1 Introduction

Figure 1: Illustration of the relationship between distribution of antennas, ${\cal A}$, distribution of Fourier samples, ${\cal D}$, and synthesized beam ${\cal S}$: ${\cal S}={\cal F }\{{\cal D }\}$ and for zenithal snapshot observations: ${\cal D}={\cal A}\otimes {\cal A}$. On the first row Gaussian distributions of antennas truncated at $1.5\times FWHM$, i.e. 27 dB (1), $1.25\times FWHM$, i.e. 19 dB (2), $1\times FWHM$, i.e. 12 dB (3) and $0.75\times FWHM$, i.e. 6.8 dB (4); on the second row a ring distribution of antennas of external radius R and of width R (i.e. a filled disc) (1), R/2 (2), R/4 (3) and R/10 (4). The third row shows a family of distributions of Fourier samples discussed in Paper II. They are truncated Gaussians with FWHM/R=1, i.e. a truncation level $\Gamma =12$ dB (1), FWHM/R=1.5, i.e. $\Gamma =5$ dB (2), FWHM/R=2, i.e. $\Gamma =3$ dB (3) and FWHM$/R=\infty$, i.e. $\Gamma$ = 0 dB (4), R being the truncation radius. It can be shown that such distributions do not admit any solutions for the distribution of antennas. All curves are normalized to be 1 at maximum.

Designing an interferometric array consists mainly in choosing the locations of the stations (or pads) that will carry the antennas during the observations. In general more stations than antennas are planned to allow several configurations. An ideal design should ensure optimal configurations regarding all possible observation situations (source positions and durations of observation), scientific purposes (single field imaging, mosaicing, astrometry, detection, ...) and constraints (cost, ground composition and practicability, operation of the instrument, ...). The large number of parameters and sometimes incompatible specifications make this optimization problem complex and difficult to solve globally. The development of radio-interferometric instrumentation has given rise to several publications contributing to some aspects of the problem (e.g., Thompson et al. 1991; Cornwell 1986; Cornwell et al. 1993; Keto 1997; Conway 2000a,b; Kogan 1997; Woody 1999). This paper concentrates on the "configuration problem'' stated below which can be seen as a first step in the optimization process. A method able to solve this problem is proposed and guidelines on the way to use it for a full array design are presented.

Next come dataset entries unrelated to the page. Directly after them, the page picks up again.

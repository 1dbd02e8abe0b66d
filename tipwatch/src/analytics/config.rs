use crate::analytics::anomaly::ANOMALY_WARMUP;
use crate::config::ConfigError;
use crate::types::Sats;

/// Analytics pipeline parameters.
///
/// The subsidy parameters describe the monitored chain's issuance
/// schedule; defaults match Bitcoin mainnet.
#[derive(Clone, Debug)]
pub struct AnalyticsConfig {
    /// Capacity of the rolling metrics history.
    pub max_history: usize,
    /// Blocks strictly larger than this many bytes are flagged `is_large`.
    pub large_block_bytes: u64,
    /// Blocks with total fees strictly above this are flagged `has_high_fees`.
    pub high_fee_sats: Sats,
    /// Subsidy at height 0, in the smallest unit.
    pub base_subsidy_sats: Sats,
    /// Number of blocks between subsidy halvings.
    pub halving_interval: u64,
}

impl Default for AnalyticsConfig {
    fn default() -> Self {
        Self {
            max_history: 100,
            large_block_bytes: 1_000_000,
            high_fee_sats: 10_000_000,
            base_subsidy_sats: 50 * 100_000_000,
            halving_interval: 210_000,
        }
    }
}

impl AnalyticsConfig {
    pub fn validate(&self) -> Result<(), ConfigError> {
        // Detection only activates once the history reaches the warm-up length.
        if self.max_history < ANOMALY_WARMUP {
            return Err(ConfigError::Invalid(format!(
                "max_history must be at least {ANOMALY_WARMUP}, got {}",
                self.max_history
            )));
        }
        if self.halving_interval == 0 {
            return Err(ConfigError::Invalid(
                "halving_interval must be at least 1".into(),
            ));
        }
        Ok(())
    }
}

#[cfg(test)]
mod tests {
    use super::*;

    #[test]
    fn history_shorter_than_warmup_is_rejected() {
        assert!(AnalyticsConfig::default().validate().is_ok());

        let short = AnalyticsConfig {
            max_history: ANOMALY_WARMUP - 1,
            ..AnalyticsConfig::default()
        };
        assert!(matches!(short.validate(), Err(ConfigError::Invalid(_))));

        let zero_interval = AnalyticsConfig {
            halving_interval: 0,
            ..AnalyticsConfig::default()
        };
        assert!(zero_interval.validate().is_err());
    }
}
use crate::config::ConfigError;

/// Reconciliation parameters.
///
/// `sensitivity` scales the IQR anomaly bounds while the window is being
/// initialised; `extension_sensitivity` is used for blocks ingested while
/// extending or repairing, where narrower bounds are wanted.
#[derive(Clone, Debug)]
pub struct ReconcilerConfig {
    /// Target number of blocks kept in the window.
    pub window_size: usize,
    /// Upper bound on blocks examined by one common-ancestor search.
    /// `None` leaves the search bounded only by the window depth.
    pub max_ancestor_steps: Option<usize>,
    /// IQR multiplier used on the initialisation path.
    pub sensitivity: f64,
    /// IQR multiplier used on the extension and repair paths.
    pub extension_sensitivity: f64,
}

impl Default for ReconcilerConfig {
    fn default() -> Self {
        Self {
            window_size: 100,
            max_ancestor_steps: None,
            sensitivity: 1.0,
            extension_sensitivity: 0.5,
        }
    }
}

impl ReconcilerConfig {
    pub fn validate(&self) -> Result<(), ConfigError> {
        if self.window_size == 0 {
            return Err(ConfigError::Invalid("window_size must be at least 1".into()));
        }
        if self.max_ancestor_steps == Some(0) {
            return Err(ConfigError::Invalid(
                "max_ancestor_steps must be at least 1 when set".into(),
            ));
        }
        for (name, value) in [
            ("sensitivity", self.sensitivity),
            ("extension_sensitivity", self.extension_sensitivity),
        ] {
            if !value.is_finite() || value < 0.0 {
                return Err(ConfigError::Invalid(format!(
                    "{name} must be a finite, non-negative number"
                )));
            }
        }
        Ok(())
    }
}

#[cfg(test)]
mod tests {
    use super::*;

    #[test]
    fn rejects_degenerate_values() {
        let ok = ReconcilerConfig::default();
        assert!(ok.validate().is_ok());

        let zero_steps = ReconcilerConfig {
            max_ancestor_steps: Some(0),
            ..ok.clone()
        };
        assert!(zero_steps.validate().is_err());

        let nan = ReconcilerConfig {
            extension_sensitivity: f64::NAN,
            ..ok.clone()
        };
        assert!(nan.validate().is_err());

        let negative = ReconcilerConfig {
            sensitivity: -1.0,
            ..ok
        };
        assert!(negative.validate().is_err());
    }
}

The "configuration problem'' may be stated as follows: given,

• an instrument made of $n_{\rm a}$ antennas of diameter D and  $n_{\rm conf}$ configurations;
• a site at a given latitude and with terrain constraints like forbidden regions for the antennas;
• an observational situation defined by the position of the source and the duration of the observation;
• a model distribution for the Fourier samples as required by the scientific goal,

what are the optimal locations for the $n_{\rm a}$ antennas in the different configurations?

This problem differs from the general "design problem'' since only a single observation situation and a single scientific purpose are considered. But, as will be shown below, getting over this first obstacle makes the full array design accessible. The relationship between the scientific purpose and the distribution of Fourier samples is central and deserves a complete analysis. This constitutes the subject of a second paper (Boone 2001b, hereafter Paper II).

An introduction and a very clear description of the configuration problem is given in Keto (1997). I shall only recall that for a zenithal snapshot observation the sampling function in Fourier plane (the function composed of Dirac $\delta$-functions at the sample coordinates) is equal to the autocorrelation of the configuration function (the function composed of Dirac $\delta$-functions at the antenna coordinates) without the central point when the antennas are not correlated with themselves. Several examples are illustrated in Fig. 1 where the distribution of Fourier samples and the corresponding synthesized beam are given for some continuous two dimensional distributions of antennas. There is generally no distribution of antennas able to yield a distribution of samples equal to a given 2d-function, since this given function is not necessarily an autocorrelation. For example it can be shown that there is no solution for a uniform distribution: no 2d real positive function can yield a top hat function by autocorrelation. More generally an autocorrelation function is necessarily derivable and the distributions represented on the third row of Fig. 1 do not admit any solution for the distribution of antennas. But their properties, discussed in Paper II, are interesting and it might be worth deriving configurations yielding distributions as close as possible to those ones. Thus, "solving'' the configuration problem does not mean inverting an autocorrelation product but rather finding the configuration yielding the distribution of samples closest to the target one (it is an inverse problem). The use of an optimization method derives naturally from this observation.

This paper is organized as follows: in Sect. 2 the existing methods are briefly recalled and a new one based on pressure forces is introduced. Section 3 describes how the optimization convergence can be improved and the different kinds of observation (synthesis, multi-configuration, mosaicing) integrated in the implementation. In Sect. 4 the application of the method to various situations and guidelines for the full array design are presented. Section 5 gives the conclusion.